Bladder Infection (Cystitis)
The uncomfortable and irritating symptoms of a bladder infection send American women to their doctors six to nine million times every year. Most of these women will be treated with a course of antibiotics, a strategy that kills the current infection but that leaves the bladder vulnerable to a future bacterial invasion. As a result, most of the women who see a doctor about a bladder infection will return; 10 to 20 percent of all women experience a bladder infection at least once over a twelve-month period.
When the bladder is infected, usually by bacteria, its interior walls become inflamed. This inflammation, medically known as cystitis, leads to a frequent and urgent need to urinate, although the urine produced may be scanty, and the bladder may not feel completely empty. There is usually pain or burning upon urination, and there may be cramping in the abdomen or the lower back, and fever.
Women suffer from bladder infections far more frequently than men do, mainly because of the female anatomy. In women, the urethra—the tube that conducts urine away from the bladder and out of the body—is very short, and its opening is in close proximity to both the anus and the vagina.

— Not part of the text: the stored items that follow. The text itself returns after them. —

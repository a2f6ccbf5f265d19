use millrace::config::Config;
use millrace::core::{ConfigProvider, Snapshot};
use std::sync::Arc;

fn snapshot_with_port(port: u16) -> Snapshot {
    let mut config = Config::default();
    config.server.port = port;
    Snapshot::build(config).unwrap()
}

#[test]
fn test_get_returns_current_snapshot() {
    let provider = ConfigProvider::new(snapshot_with_port(8090));
    assert_eq!(provider.get().config.server.port, 8090);
}

#[test]
fn test_replace_swaps_atomically_for_new_readers() {
    let provider = ConfigProvider::new(snapshot_with_port(8090));

    let before = provider.get();
    provider.replace(snapshot_with_port(9000));

    // The captured snapshot is stable but stale; a re-read sees the swap.
    assert_eq!(before.config.server.port, 8090);
    assert_eq!(provider.get().config.server.port, 9000);
}

#[test]
fn test_concurrent_readers_see_consistent_snapshots() {
    let provider = Arc::new(ConfigProvider::new(snapshot_with_port(1000)));

    let readers: Vec<_> = (0..4)
        .map(|_| {
            let provider = provider.clone();
            std::thread::spawn(move || {
                for _ in 0..1000 {
                    let snapshot = provider.get();
                    // Whole-snapshot consistency: the port always matches the
                    // window capacity derived from the same config.
                    let port = snapshot.config.server.port;
                    assert!(port == 1000 || port == 2000);
                }
            })
        })
        .collect();

    let writer = {
        let provider = provider.clone();
        std::thread::spawn(move || {
            for i in 0..100 {
                let port = if i % 2 == 0 { 2000 } else { 1000 };
                provider.replace(snapshot_with_port(port));
            }
        })
    };

    for reader in readers {
        reader.join().unwrap();
    }
    writer.join().unwrap();
}
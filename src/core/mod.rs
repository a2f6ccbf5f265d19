// src/core/mod.rs

//! The central module containing the core logic and data structures of Millrace.

pub mod cache;
pub mod errors;
pub mod provider;
pub mod snapshot;
pub mod state;
pub mod topk;

pub use errors::MillraceError;
pub use provider::ConfigProvider;
pub use snapshot::Snapshot;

It’s relatively easy for vaginal or intestinal bacteria to travel to the opening to the urethra, make their way up the tube, and infect the bladder.
Although bacteria are the cause of most infections, several other conditions put women at risk for this disorder. Frequent use of antibiotics is one of the most prevalent. Since these medications destroy the “good” bacteria needed to fight infections. Anything else that weakens the immune system, such as stress or a poor diet, increases the likelihood of an infection. Pregnancy, sexual intercourse, and injury to the area are associated with a higher risk. Hormone imbalances can also contribute to an increased susceptibility. Menopause is a time when many women first start to experience bladder infections.
You should consult a doctor, as there is a possibility that the infection can spread to the kidneys. Your physician should monitor your progress and make sure the infection isn’t traveling upward. And if you have recurring infections. Your doctor should examine you for a structural abnormality in the urethra or the bladder that prevents urine from flowing properly. Should your doctor want to prescribe antibiotics. Explain to him or her your desire for more conservative treatment and ask whether antibiotics are really necessary. (In some cases, they’re needed to prevent a kidney infection.) If you are a man with a bladder infection, you may have a more serious condition.